Beyond horniness, I’ve noticed other subtle emotional effects in myself. I cry less easily since starting testosterone. My range of emotions, for the most part, seems to have been very slightly blunted—I feel the same things, but a bit less strongly. I’m slightly calmer and less anxious. The one exception to this phenomenon is anger or irritation—I find I get irritated just a tad more often and more easily. Picture a painting where a few hues have been adjusted slightly; some browns are slightly redder, a few blues a bit less vibrant, but the brush strokes are still the same, and the landscape is still fully recognizable. The effects of testosterone—and, in my opinion, the differences between most men and women—are like the subtle changes to that painting.
My subjective experience can’t speak to testosterone’s effects in all humans or all mammals. Like Sullivan, I may be influenced by my prior expectations. I may also be influenced by whatever factor caused me to be transgender—a cisgender woman who took testosterone might have very different effects, due either to different biological factors or to her discomfort with the masculinizing effects on her body. However, my experience (and scientific studies) help limit what can be ascribed to the hormone by itself. If testosterone gave men some unique experience that separated them completely from women, surely I should have experienced that by now. Instead, I find I’m much the same person as I ever was.
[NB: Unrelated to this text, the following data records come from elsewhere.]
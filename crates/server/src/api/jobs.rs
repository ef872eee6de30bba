//! Job API handlers.

use axum::{
    extract::{Path, Query, State},
    http::StatusCode,
    Json,
};
use serde::{Deserialize, Serialize};
use std::sync::Arc;
use tracing::error;

use montage_core::{CompositionRequest, JobFilter, JobReport, JobStatus, PipelineError};

use crate::state::AppState;

/// Maximum allowed limit for job queries
const MAX_LIMIT: usize = 1000;

/// Default limit for job queries
const DEFAULT_LIMIT: usize = 100;

// ============================================================================
// Request/Response Types
// ============================================================================

/// Query parameters for listing jobs
#[derive(Debug, Deserialize)]
pub struct ListJobsParams {
    /// Filter by status
    pub status: Option<String>,
    /// Maximum number of jobs to return
    pub limit: Option<usize>,
    /// Pagination offset
    pub offset: Option<usize>,
}

/// Request body for cancelling a job
#[derive(Debug, Deserialize)]
pub struct CancelJobBody {
    /// Optional reason for cancellation
    pub reason: Option<String>,
}

/// Response for listing jobs
#[derive(Debug, Serialize)]
pub struct ListJobsResponse {
    pub jobs: Vec<JobReport>,
    pub total: usize,
    pub limit: usize,
    pub offset: usize,
}

/// Error response
#[derive(Debug, Serialize)]
pub struct JobErrorResponse {
    pub error: String,
}

type ApiError = (StatusCode, Json<JobErrorResponse>);

fn api_error(status: StatusCode, message: impl Into<String>) -> ApiError {
    (
        status,
        Json(JobErrorResponse {
            error: message.into(),
        }),
    )
}

impl From<PipelineError> for JobErrorResponse {
    fn from(e: PipelineError) -> Self {
        Self {
            error: e.to_string(),
        }
    }
}

fn pipeline_error(e: PipelineError) -> ApiError {
    let status = match &e {
        PipelineError::Validation(_) => StatusCode::BAD_REQUEST,
        e if e.is_not_found() => StatusCode::NOT_FOUND,
        e if e.is_conflict() => StatusCode::CONFLICT,
        _ => {
            error!(error = %e, "Job store error");
            StatusCode::INTERNAL_SERVER_ERROR
        }
    };
    (status, Json(JobErrorResponse::from(e)))
}

// ============================================================================
// Handlers
// ============================================================================

/// Submit a composition request
pub async fn submit_job(
    State(state): State<Arc<AppState>>,
    Json(request): Json<CompositionRequest>,
) -> Result<(StatusCode, Json<JobReport>), ApiError> {
    let report = state.pipeline().submit(request).map_err(pipeline_error)?;
    Ok((StatusCode::ACCEPTED, Json(report)))
}

/// Get a job by ID
pub async fn get_job(
    State(state): State<Arc<AppState>>,
    Path(id): Path<String>,
) -> Result<Json<JobReport>, ApiError> {
    match state.pipeline().get(&id).map_err(pipeline_error)? {
        Some(report) => Ok(Json(report)),
        None => Err(api_error(
            StatusCode::NOT_FOUND,
            format!("Job not found: {}", id),
        )),
    }
}

/// List jobs with optional status filter
pub async fn list_jobs(
    State(state): State<Arc<AppState>>,
    Query(params): Query<ListJobsParams>,
) -> Result<Json<ListJobsResponse>, ApiError> {
    let limit = params.limit.unwrap_or(DEFAULT_LIMIT).clamp(1, MAX_LIMIT);
    let offset = params.offset.unwrap_or(0);

    let mut filter = JobFilter::new().with_limit(limit).with_offset(offset);
    if let Some(ref status) = params.status {
        let status: JobStatus = status
            .parse()
            .map_err(|e: String| api_error(StatusCode::BAD_REQUEST, e))?;
        filter = filter.with_status(status);
    }

    let jobs = state.pipeline().list(&filter).map_err(pipeline_error)?;
    let total = state.pipeline().count(&filter).map_err(pipeline_error)?;

    Ok(Json(ListJobsResponse {
        jobs,
        total,
        limit,
        offset,
    }))
}

/// Cancel a job (DELETE endpoint)
pub async fn cancel_job(
    State(state): State<Arc<AppState>>,
    Path(id): Path<String>,
    body: Option<Json<CancelJobBody>>,
) -> Result<Json<JobReport>, ApiError> {
    let reason = body.and_then(|b| b.0.reason);
    let report = state.pipeline().cancel(&id, reason).map_err(pipeline_error)?;
    Ok(Json(report))
}
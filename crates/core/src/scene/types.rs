//! Scene model value types.

use serde::{Deserialize, Serialize};
use std::path::PathBuf;

use super::error::SceneError;
use crate::engine::Backend;

// ============================================================================
// Sources
// ============================================================================

/// Where a media asset comes from.
///
/// The stager turns every `Url` and `Data` source into a `Path` inside the
/// job's working directory before the request reaches the compiler.
#[derive(Debug, Clone, Serialize, Deserialize, PartialEq)]
#[serde(rename_all = "snake_case")]
pub enum MediaSource {
    /// A file already on the local filesystem.
    Path(PathBuf),
    /// A remote asset to download.
    Url(String),
    /// An embedded payload, either a `data:` URI or bare base64.
    Data(String),
}

impl MediaSource {
    /// Returns true if the source carries nothing to load.
    pub fn is_empty(&self) -> bool {
        match self {
            MediaSource::Path(p) => p.as_os_str().is_empty(),
            MediaSource::Url(u) => u.trim().is_empty(),
            MediaSource::Data(d) => d.trim().is_empty(),
        }
    }

    /// Returns the string handed to the engine as an input location.
    ///
    /// Local paths and URLs can be read by the engine directly; embedded
    /// payloads must be staged to disk first and yield `None`.
    pub fn as_input(&self) -> Option<String> {
        match self {
            MediaSource::Path(p) if !p.as_os_str().is_empty() => {
                Some(p.to_string_lossy().into_owned())
            }
            MediaSource::Url(u) if !u.trim().is_empty() => Some(u.trim().to_string()),
            _ => None,
        }
    }
}

// ============================================================================
// Request
// ============================================================================

/// A full render request.
#[derive(Debug, Clone, Serialize, Deserialize, PartialEq)]
pub struct CompositionRequest {
    /// Human-readable title (informational only).
    #[serde(default)]
    pub title: String,
    /// Total output duration in seconds.
    pub duration: f64,
    /// Output width in pixels.
    pub width: u32,
    /// Output height in pixels.
    pub height: u32,
    /// Canvas background.
    #[serde(default)]
    pub background: Background,
    /// Timed still images, composited in order.
    #[serde(default)]
    pub images: Vec<ImageClip>,
    /// Audio tracks, all mixed together.
    #[serde(default)]
    pub audio: Vec<AudioTrack>,
    /// Subtitles burned in on top of everything else.
    #[serde(default, skip_serializing_if = "Option::is_none")]
    pub subtitles: Option<SubtitleSpec>,
    /// Text cues, drawn in order after the images.
    #[serde(default)]
    pub texts: Vec<TextCue>,
    /// Ken-Burns settings applied to clips without their own.
    #[serde(default, skip_serializing_if = "Option::is_none")]
    pub ken_burns: Option<KenBurnsDefaults>,
    /// Encoder backend hint for this request.
    #[serde(default, skip_serializing_if = "Option::is_none")]
    pub backend: Option<Backend>,
}

impl CompositionRequest {
    /// Creates a request with a black background and nothing on it.
    pub fn new(duration: f64, width: u32, height: u32) -> Self {
        Self {
            title: String::new(),
            duration,
            width,
            height,
            background: Background::default(),
            images: Vec::new(),
            audio: Vec::new(),
            subtitles: None,
            texts: Vec::new(),
            ken_burns: None,
            backend: None,
        }
    }

    /// Checks required fields.
    ///
    /// Clip timing is deliberately not checked here: the compiler drops
    /// clips and cues with unusable timing instead of failing.
    pub fn validate(&self) -> Result<(), SceneError> {
        if !self.duration.is_finite() || self.duration <= 0.0 {
            return Err(SceneError::InvalidDuration(self.duration));
        }
        if self.width == 0 || self.height == 0 {
            return Err(SceneError::InvalidSize {
                width: self.width,
                height: self.height,
            });
        }

        for (i, clip) in self.images.iter().enumerate() {
            if !clip.start.is_finite() || !clip.length.is_finite() {
                return Err(SceneError::NonFinite {
                    field: format!("images[{}] timing", i),
                });
            }
        }

        for (i, cue) in self.texts.iter().enumerate() {
            if !cue.start.is_finite() || !cue.end.is_finite() {
                return Err(SceneError::NonFinite {
                    field: format!("texts[{}] timing", i),
                });
            }
            let bad_keyframe = cue.keyframes.iter().any(|k| {
                !(k.time.is_finite()
                    && k.x.is_finite()
                    && k.y.is_finite()
                    && k.opacity.is_finite()
                    && k.scale.is_finite())
            });
            if bad_keyframe {
                return Err(SceneError::NonFinite {
                    field: format!("texts[{}].keyframes", i),
                });
            }
        }

        for (i, track) in self.audio.iter().enumerate() {
            if let Some(volume) = track.volume {
                if !volume.is_finite() {
                    return Err(SceneError::NonFinite {
                        field: format!("audio[{}].volume", i),
                    });
                }
                if volume < 0.0 {
                    return Err(SceneError::NegativeVolume { index: i, volume });
                }
            }
        }

        Ok(())
    }

    /// Mutable access to every media source in the request.
    ///
    /// Order: background image, image clips, audio tracks, subtitle file.
    pub fn media_sources_mut(&mut self) -> Vec<&mut MediaSource> {
        let mut sources = Vec::new();
        if let Background::Image { source } = &mut self.background {
            sources.push(source);
        }
        sources.extend(self.images.iter_mut().map(|c| &mut c.source));
        sources.extend(self.audio.iter_mut().map(|a| &mut a.source));
        if let Some(SubtitleSpec {
            source: SubtitleSource::File(source),
            ..
        }) = &mut self.subtitles
        {
            sources.push(source);
        }
        sources
    }
}

// ============================================================================
// Background
// ============================================================================

/// Canvas background.
#[derive(Debug, Clone, Serialize, Deserialize, PartialEq)]
#[serde(tag = "type", rename_all = "snake_case")]
pub enum Background {
    /// Solid colour, any colour string ffmpeg understands.
    Color { color: String },
    /// A still image stretched to fill the canvas.
    Image { source: MediaSource },
}

impl Default for Background {
    fn default() -> Self {
        Background::Color {
            color: "black".to_string(),
        }
    }
}

// ============================================================================
// Images
// ============================================================================

/// Target rectangle on the canvas, in pixels.
#[derive(Debug, Clone, Copy, Serialize, Deserialize, PartialEq)]
pub struct Rect {
    pub x: i32,
    pub y: i32,
    pub width: u32,
    pub height: u32,
}

impl Rect {
    /// Returns true if this rectangle is exactly the whole canvas.
    pub fn covers(&self, width: u32, height: u32) -> bool {
        self.x == 0 && self.y == 0 && self.width == width && self.height == height
    }
}

/// A still image shown for a window of time.
#[derive(Debug, Clone, Serialize, Deserialize, PartialEq)]
pub struct ImageClip {
    pub source: MediaSource,
    /// Start time in seconds.
    pub start: f64,
    /// Display length in seconds. Clips with `length <= 0` are skipped.
    pub length: f64,
    /// Target rectangle; `None` means the whole canvas.
    #[serde(default, skip_serializing_if = "Option::is_none")]
    pub rect: Option<Rect>,
    #[serde(default, skip_serializing_if = "Option::is_none")]
    pub ken_burns: Option<KenBurnsSpec>,
}

impl ImageClip {
    /// End of the visibility window.
    pub fn end(&self) -> f64 {
        self.start + self.length
    }
}

/// Per-clip zoom/pan settings.
#[derive(Debug, Clone, Serialize, Deserialize, PartialEq)]
pub struct KenBurnsSpec {
    /// Zoom increment per output frame.
    #[serde(default = "default_zoom_rate")]
    pub zoom_rate: f64,
    /// Horizontal pan expression; picked from a preset when absent.
    #[serde(default, skip_serializing_if = "Option::is_none")]
    pub pan_x: Option<String>,
    /// Vertical pan expression; picked from a preset when absent.
    #[serde(default, skip_serializing_if = "Option::is_none")]
    pub pan_y: Option<String>,
    /// Width the image is scaled to before zooming.
    #[serde(default, skip_serializing_if = "Option::is_none")]
    pub prescale_width: Option<u32>,
    #[serde(default = "default_true")]
    pub enabled: bool,
}

impl Default for KenBurnsSpec {
    fn default() -> Self {
        Self {
            zoom_rate: default_zoom_rate(),
            pan_x: None,
            pan_y: None,
            prescale_width: None,
            enabled: true,
        }
    }
}

/// Request-wide Ken-Burns defaults.
#[derive(Debug, Clone, Serialize, Deserialize, PartialEq)]
pub struct KenBurnsDefaults {
    /// Apply the effect to every clip that has no spec of its own.
    #[serde(default)]
    pub enabled: bool,
    #[serde(default = "default_zoom_rate")]
    pub zoom_rate: f64,
    #[serde(default = "default_prescale_width")]
    pub prescale_width: u32,
    /// Pick a pan direction per clip at random instead of always centring.
    #[serde(default)]
    pub randomize_pan: bool,
}

impl Default for KenBurnsDefaults {
    fn default() -> Self {
        Self {
            enabled: false,
            zoom_rate: default_zoom_rate(),
            prescale_width: default_prescale_width(),
            randomize_pan: false,
        }
    }
}

fn default_zoom_rate() -> f64 {
    0.0015
}

fn default_prescale_width() -> u32 {
    3840
}

fn default_true() -> bool {
    true
}

// ============================================================================
// Audio
// ============================================================================

/// What an audio track is for.
#[derive(Debug, Clone, Copy, Serialize, Deserialize, PartialEq, Eq)]
#[serde(rename_all = "snake_case")]
pub enum AudioRole {
    /// Background music, looped under the whole timeline.
    Music,
    /// Narration, played once.
    VoiceOver,
}

/// An audio track to mix into the output.
#[derive(Debug, Clone, Serialize, Deserialize, PartialEq)]
pub struct AudioTrack {
    pub role: AudioRole,
    pub source: MediaSource,
    /// Linear gain; defaults depend on the role.
    #[serde(default, skip_serializing_if = "Option::is_none")]
    pub volume: Option<f64>,
}

impl AudioTrack {
    /// Gain applied in the mix.
    pub fn effective_volume(&self) -> f64 {
        self.volume.unwrap_or(match self.role {
            AudioRole::Music => 0.3,
            AudioRole::VoiceOver => 1.0,
        })
    }
}

// ============================================================================
// Subtitles
// ============================================================================

/// Subtitle content.
#[derive(Debug, Clone, Serialize, Deserialize, PartialEq)]
#[serde(rename_all = "snake_case")]
pub enum SubtitleSource {
    /// Subtitle file content (SRT or ASS) given inline.
    Inline(String),
    /// A subtitle file to load.
    File(MediaSource),
}

impl SubtitleSource {
    pub fn is_empty(&self) -> bool {
        match self {
            SubtitleSource::Inline(text) => text.trim().is_empty(),
            SubtitleSource::File(source) => source.is_empty(),
        }
    }
}

/// Vertical placement of subtitles.
#[derive(Debug, Clone, Copy, Serialize, Deserialize, PartialEq, Eq, Default)]
#[serde(rename_all = "snake_case")]
pub enum SubtitlePosition {
    Top,
    Center,
    #[default]
    Bottom,
}

/// Subtitle styling and source.
#[derive(Debug, Clone, Serialize, Deserialize, PartialEq)]
pub struct SubtitleSpec {
    pub source: SubtitleSource,
    #[serde(default = "default_subtitle_font_size")]
    pub font_size: u32,
    #[serde(default = "default_white")]
    pub color: String,
    #[serde(default)]
    pub position: SubtitlePosition,
    #[serde(default = "default_true")]
    pub outline: bool,
    /// Box colour behind the text, or `"transparent"`.
    #[serde(default = "default_transparent")]
    pub background: String,
}

fn default_subtitle_font_size() -> u32 {
    24
}

fn default_white() -> String {
    "#FFFFFF".to_string()
}

fn default_transparent() -> String {
    "transparent".to_string()
}

// ============================================================================
// Text
// ============================================================================

/// An animation anchor for a text cue.
///
/// `time` is relative to the cue's start.
#[derive(Debug, Clone, Copy, Serialize, Deserialize, PartialEq)]
pub struct Keyframe {
    pub time: f64,
    #[serde(default)]
    pub x: f64,
    #[serde(default)]
    pub y: f64,
    #[serde(default = "default_one")]
    pub opacity: f64,
    #[serde(default = "default_one")]
    pub scale: f64,
}

impl Keyframe {
    /// A keyframe at `time` with identity opacity and scale.
    pub fn at(time: f64, x: f64, y: f64) -> Self {
        Self {
            time,
            x,
            y,
            opacity: 1.0,
            scale: 1.0,
        }
    }
}

fn default_one() -> f64 {
    1.0
}

/// A text element drawn over the video.
#[derive(Debug, Clone, Serialize, Deserialize, PartialEq)]
pub struct TextCue {
    pub text: String,
    /// Window start in seconds.
    pub start: f64,
    /// Window end in seconds.
    pub end: f64,
    #[serde(default = "default_text_font_size")]
    pub font_size: u32,
    #[serde(default = "default_white")]
    pub color: String,
    /// Static position when there are no keyframes; centred when absent.
    #[serde(default, skip_serializing_if = "Option::is_none")]
    pub x: Option<f64>,
    #[serde(default, skip_serializing_if = "Option::is_none")]
    pub y: Option<f64>,
    #[serde(default, skip_serializing_if = "Option::is_none")]
    pub font_file: Option<PathBuf>,
    #[serde(default, skip_serializing_if = "Option::is_none")]
    pub box_color: Option<String>,
    #[serde(default)]
    pub keyframes: Vec<Keyframe>,
}

impl TextCue {
    /// A plain, centred, unanimated cue.
    pub fn new(text: impl Into<String>, start: f64, end: f64) -> Self {
        Self {
            text: text.into(),
            start,
            end,
            font_size: default_text_font_size(),
            color: default_white(),
            x: None,
            y: None,
            font_file: None,
            box_color: None,
            keyframes: Vec::new(),
        }
    }
}

fn default_text_font_size() -> u32 {
    48
}
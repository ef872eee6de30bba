//! Declarative composition requests.
//!
//! A [`CompositionRequest`] describes what to render and when: a background,
//! timed still images, audio tracks, an optional subtitle file and animated
//! text cues. These are plain values; the graph compiler consumes them and the
//! asset stager rewrites their sources to local paths before compilation.

mod error;
mod types;

pub use error::SceneError;
pub use types::{
    AudioRole, AudioTrack, Background, CompositionRequest, ImageClip, KenBurnsDefaults,
    KenBurnsSpec, Keyframe, MediaSource, Rect, SubtitlePosition, SubtitleSource, SubtitleSpec,
    TextCue,
};
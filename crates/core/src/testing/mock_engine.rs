//! Mock engine for testing.

use async_trait::async_trait;
use std::collections::HashMap;
use std::sync::Arc;
use std::time::Duration;
use tokio::sync::{watch, RwLock};

use crate::engine::{Backend, EngineError, EngineOutput, ExternalEngine};

/// Mock implementation of the ExternalEngine trait.
///
/// Provides controllable behavior for testing:
/// - Per-backend probe outcomes (everything fails unless configured)
/// - Recorded probe and run calls
/// - Injected run failures, delays and panics
/// - A gate that holds runs until released
///
/// # Example
///
/// ```rust,ignore
/// use montage_core::testing::MockEngine;
///
/// let engine = MockEngine::new();
/// engine.set_probe_result(Backend::Nvenc, true).await;
/// engine.hold_runs();
/// // ... submit a job, wait for engine.run_count() == 1 ...
/// engine.release_runs();
/// ```
#[derive(Debug)]
pub struct MockEngine {
    /// Probe outcome by backend.
    probe_results: Arc<RwLock<HashMap<Backend, bool>>>,
    /// Backends probed, in call order.
    probed: Arc<RwLock<Vec<Backend>>>,
    /// Argument lists of every run.
    runs: Arc<RwLock<Vec<Vec<String>>>>,
    /// If set, the next run fails with this error.
    next_error: Arc<RwLock<Option<EngineError>>>,
    /// Simulated run duration.
    run_delay: Arc<RwLock<Duration>>,
    /// Panic inside the next run.
    panic_on_run: Arc<RwLock<bool>>,
    /// Runs wait while this is false.
    gate: watch::Sender<bool>,
}

impl Default for MockEngine {
    fn default() -> Self {
        Self::new()
    }
}

impl MockEngine {
    /// Create a new mock engine.
    pub fn new() -> Self {
        Self {
            probe_results: Arc::new(RwLock::new(HashMap::new())),
            probed: Arc::new(RwLock::new(Vec::new())),
            runs: Arc::new(RwLock::new(Vec::new())),
            next_error: Arc::new(RwLock::new(None)),
            run_delay: Arc::new(RwLock::new(Duration::ZERO)),
            panic_on_run: Arc::new(RwLock::new(false)),
            gate: watch::channel(true).0,
        }
    }

    /// Set whether probing `backend` succeeds.
    pub async fn set_probe_result(&self, backend: Backend, ok: bool) {
        self.probe_results.write().await.insert(backend, ok);
    }

    /// Backends probed so far.
    pub async fn probed(&self) -> Vec<Backend> {
        self.probed.read().await.clone()
    }

    /// Argument lists of every run so far.
    pub async fn recorded_runs(&self) -> Vec<Vec<String>> {
        self.runs.read().await.clone()
    }

    /// Number of runs started.
    pub async fn run_count(&self) -> usize {
        self.runs.read().await.len()
    }

    /// Configure the next run to fail with the given error.
    pub async fn set_next_error(&self, error: EngineError) {
        *self.next_error.write().await = Some(error);
    }

    /// Set the simulated run duration.
    pub async fn set_run_delay(&self, delay: Duration) {
        *self.run_delay.write().await = delay;
    }

    /// Make the next run panic.
    pub async fn set_panic_on_run(&self, panic: bool) {
        *self.panic_on_run.write().await = panic;
    }

    /// Block runs until [`release_runs`](Self::release_runs).
    pub fn hold_runs(&self) {
        self.gate.send_replace(false);
    }

    /// Let held and future runs proceed.
    pub fn release_runs(&self) {
        self.gate.send_replace(true);
    }
}

#[async_trait]
impl ExternalEngine for MockEngine {
    fn name(&self) -> &str {
        "mock"
    }

    async fn probe(&self, backend: Backend) -> Result<(), EngineError> {
        self.probed.write().await.push(backend);
        let ok = self
            .probe_results
            .read()
            .await
            .get(&backend)
            .copied()
            .unwrap_or(false);
        if ok {
            Ok(())
        } else {
            Err(EngineError::probe_failed(backend, "mock probe failure"))
        }
    }

    async fn run(&self, args: &[String]) -> Result<EngineOutput, EngineError> {
        self.runs.write().await.push(args.to_vec());

        let mut gate = self.gate.subscribe();
        let _ = gate.wait_for(|open| *open).await;

        let delay = *self.run_delay.read().await;
        if !delay.is_zero() {
            tokio::time::sleep(delay).await;
        }

        let should_panic = std::mem::take(&mut *self.panic_on_run.write().await);
        if should_panic {
            panic!("mock engine crashed");
        }

        if let Some(error) = self.next_error.write().await.take() {
            return Err(error);
        }

        Ok(EngineOutput {
            stderr: String::new(),
            elapsed: delay,
        })
    }
}
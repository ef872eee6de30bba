//! Error types for asset staging.

use std::path::{Path, PathBuf};
use thiserror::Error;

use crate::concurrency::{BatchError, Transient};

/// Errors raised while materializing a request's assets.
#[derive(Debug, Error)]
pub enum AssetError {
    /// A local source does not exist.
    #[error("Asset not found: {path}")]
    Missing { path: PathBuf },

    /// A URL could not be parsed.
    #[error("Invalid asset URL: {url}")]
    InvalidUrl { url: String },

    /// Upstream answered with a non-success status.
    #[error("HTTP {status} fetching {url}")]
    Status { url: String, status: u16 },

    /// The request never produced a response.
    #[error("Request to {url} failed: {message}")]
    Request {
        url: String,
        message: String,
        transient: bool,
    },

    /// HTTP client could not be built.
    #[error("HTTP client error: {0}")]
    Client(String),

    /// Embedded payload is not valid base64.
    #[error("Invalid embedded data: {0}")]
    Decode(String),

    /// Writing or reading a staged file failed.
    #[error("I/O error at {path}: {source}")]
    Io {
        path: PathBuf,
        source: std::io::Error,
    },

    /// One or more downloads of a batch failed.
    #[error("Asset download failed: {0}")]
    Batch(#[from] BatchError),
}

impl AssetError {
    pub fn io(path: &Path, source: std::io::Error) -> Self {
        Self::Io {
            path: path.to_path_buf(),
            source,
        }
    }

    pub(crate) fn from_reqwest(url: &str, e: reqwest::Error) -> Self {
        Self::Request {
            url: url.to_string(),
            transient: e.is_connect() || e.is_timeout() || e.is_request(),
            message: e.to_string(),
        }
    }
}

impl Transient for AssetError {
    /// Rate limiting, server errors and connection failures.
    fn is_transient(&self) -> bool {
        match self {
            AssetError::Status { status, .. } => *status == 429 || *status >= 500,
            AssetError::Request { transient, .. } => *transient,
            _ => false,
        }
    }
}
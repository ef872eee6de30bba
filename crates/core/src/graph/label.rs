//! Graph labels and their allocator.

use std::collections::HashMap;
use std::fmt;

use super::node::FilterGraph;

/// Terminal video label mapped to the output.
pub const VIDEO_OUT: &str = "outv";
/// Terminal audio label mapped to the output.
pub const AUDIO_OUT: &str = "outa";

/// Name of a node's output pin, unique within one graph.
#[derive(Debug, Clone, PartialEq, Eq, Hash)]
pub struct Label(String);

impl Label {
    pub fn new(name: impl Into<String>) -> Self {
        Self(name.into())
    }

    pub fn video_out() -> Self {
        Self::new(VIDEO_OUT)
    }

    pub fn audio_out() -> Self {
        Self::new(AUDIO_OUT)
    }

    pub fn as_str(&self) -> &str {
        &self.0
    }

    pub fn is_terminal(&self) -> bool {
        self.0 == VIDEO_OUT || self.0 == AUDIO_OUT
    }

    /// Splits an allocated label back into its kind and ordinal.
    pub fn parse(&self) -> Option<(LabelKind, u32)> {
        // Longest prefixes first so "presub" is never read as something shorter.
        let mut kinds = LabelKind::ALL;
        kinds.sort_by_key(|k| std::cmp::Reverse(k.prefix().len()));
        kinds.iter().find_map(|kind| {
            let rest = self.0.strip_prefix(kind.prefix())?;
            if rest.is_empty() || !rest.bytes().all(|b| b.is_ascii_digit()) {
                return None;
            }
            rest.parse().ok().map(|n| (*kind, n))
        })
    }
}

impl fmt::Display for Label {
    fn fmt(&self, f: &mut fmt::Formatter<'_>) -> fmt::Result {
        write!(f, "[{}]", self.0)
    }
}

/// Kinds of intermediate labels, each with its own counter.
#[derive(Debug, Clone, Copy, PartialEq, Eq, Hash)]
pub enum LabelKind {
    ScaledImage,
    Overlay,
    Text,
    KenBurns,
    PreSubtitle,
}

impl LabelKind {
    pub const ALL: [LabelKind; 5] = [
        LabelKind::ScaledImage,
        LabelKind::Overlay,
        LabelKind::Text,
        LabelKind::KenBurns,
        LabelKind::PreSubtitle,
    ];

    pub fn prefix(&self) -> &'static str {
        match self {
            LabelKind::ScaledImage => "img",
            LabelKind::Overlay => "ov",
            LabelKind::Text => "txt",
            LabelKind::KenBurns => "kb",
            LabelKind::PreSubtitle => "presub",
        }
    }
}

/// Hands out unique labels for a single graph.
#[derive(Debug, Default)]
pub struct LabelAllocator {
    next: HashMap<LabelKind, u32>,
}

impl LabelAllocator {
    pub fn new() -> Self {
        Self::default()
    }

    /// Creates an allocator that continues after every label already in
    /// `graph`, so rewriting an existing graph never reuses a name.
    pub fn resume(graph: &FilterGraph) -> Self {
        let next = LabelKind::ALL
            .iter()
            .filter_map(|kind| graph.highest_ordinal(*kind).map(|n| (*kind, n + 1)))
            .collect();
        Self { next }
    }

    pub fn next(&mut self, kind: LabelKind) -> Label {
        let counter = self.next.entry(kind).or_insert(0);
        let label = Label::new(format!("{}{}", kind.prefix(), counter));
        *counter += 1;
        label
    }
}

#[cfg(test)]
mod tests {
    use super::*;

    #[test]
    fn test_allocator_counts_per_kind() {
        let mut labels = LabelAllocator::new();
        assert_eq!(labels.next(LabelKind::ScaledImage).as_str(), "img0");
        assert_eq!(labels.next(LabelKind::ScaledImage).as_str(), "img1");
        assert_eq!(labels.next(LabelKind::Overlay).as_str(), "ov0");
        assert_eq!(labels.next(LabelKind::PreSubtitle).as_str(), "presub0");
    }

    #[test]
    fn test_parse() {
        assert_eq!(
            Label::new("presub3").parse(),
            Some((LabelKind::PreSubtitle, 3))
        );
        assert_eq!(Label::new("kb12").parse(), Some((LabelKind::KenBurns, 12)));
        assert_eq!(Label::new("outv").parse(), None);
        assert_eq!(Label::new("txt").parse(), None);
        assert_eq!(Label::new("txtx1").parse(), None);
    }

    #[test]
    fn test_display_is_bracketed() {
        assert_eq!(Label::video_out().to_string(), "[outv]");
        assert!(Label::audio_out().is_terminal());
    }
}
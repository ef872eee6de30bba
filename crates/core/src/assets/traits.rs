//! The asset staging port.

use async_trait::async_trait;
use std::path::Path;

use super::error::AssetError;
use crate::scene::CompositionRequest;

/// Materializes a request's media into a job's working directory.
#[async_trait]
pub trait AssetStager: Send + Sync {
    /// Returns a copy of `request` whose sources are all local paths.
    ///
    /// Empty sources are left untouched for the compiler to skip.
    async fn stage(
        &self,
        job_id: &str,
        request: &CompositionRequest,
        work_dir: &Path,
    ) -> Result<CompositionRequest, AssetError>;
}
Incidentally, testosterone therapy has also been studied in men who, like Sullivan, have low testosterone levels, with mixed results. Compared to a placebo, men on testosterone show slight improvements in mood, and in sex drive (although less improvement than with Viagra). Testosterone doesn’t seem to improve cognitive function or memory, reduce fatigue, or cause men to walk further, compared to placebo. Sullivan may have experienced something more dramatic, but the research does not support such major shifts for other men.
Testosterone is a real hormone that occurs in very different levels among natal men and women, and there are real differences that result from that. There’s a broad consensus about this among feminists and anti-feminists alike. But we diverge from the science when we start with our stereotypes about men and women—for instance that women are weak, communal, self-effacing, and sexless while men are strong, independent, aggressive, driven, sex-monsters—and lay these assumptions at the feet of one hormone. Sullivan has convinced himself that testosterone makes him stronger and more driven much like Dumbo convinced himself that he could only fly with the aid of a magic feather. More power to him—but he should leave the pronouncements about human nature to those willing to look at the question of sex differences through the lens of science, not stereotypes.